Although a majority of Los Angeles parents appear to have accepted the school district’s vaccine mandate for those 12 and older, thousands have not, based on recent vaccination rates.

As of Sept. 9, L.A. Unified interim Supt. Megan K. Reilly estimated that, of about 225,000 students in grades 6 through 12, roughly 80,000 were not yet vaccinated. The district has not recently updated those figures. Eligible L.A. students who have not received their first dose by Oct. 3 will be barred — starting next week — from participation in extracurricular activities, including clubs, sports, band and drama. L.A. Unified students must be fully immunized by Jan. 10 or they will be unable to begin the second semester taking classes in person.

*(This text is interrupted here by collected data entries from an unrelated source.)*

pub mod cases;
pub mod database;
pub mod error;
pub mod memory;
pub mod row_helpers;
pub mod schema;
pub mod sessions;
pub mod traits;

pub use cases::CaseLibrary;
pub use database::Database;
pub use error::StoreError;
pub use memory::{InMemoryCaseStore, InMemorySessionStore};
pub use sessions::SessionRepo;
pub use traits::{CaseStore, SessionStore};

Some parents have threatened to pull their children from L.A. schools, but the governor’s order could limit their options on where else they can go in the longer term.

Other L.A. parents strongly support the district’s vaccine mandate, saying that it makes their families safer.

“I will feel so much more at peace knowing that my children are sitting in class with children and staff that are vaccinated,” said Rosangela Salazar, a parent in L.A. Unified.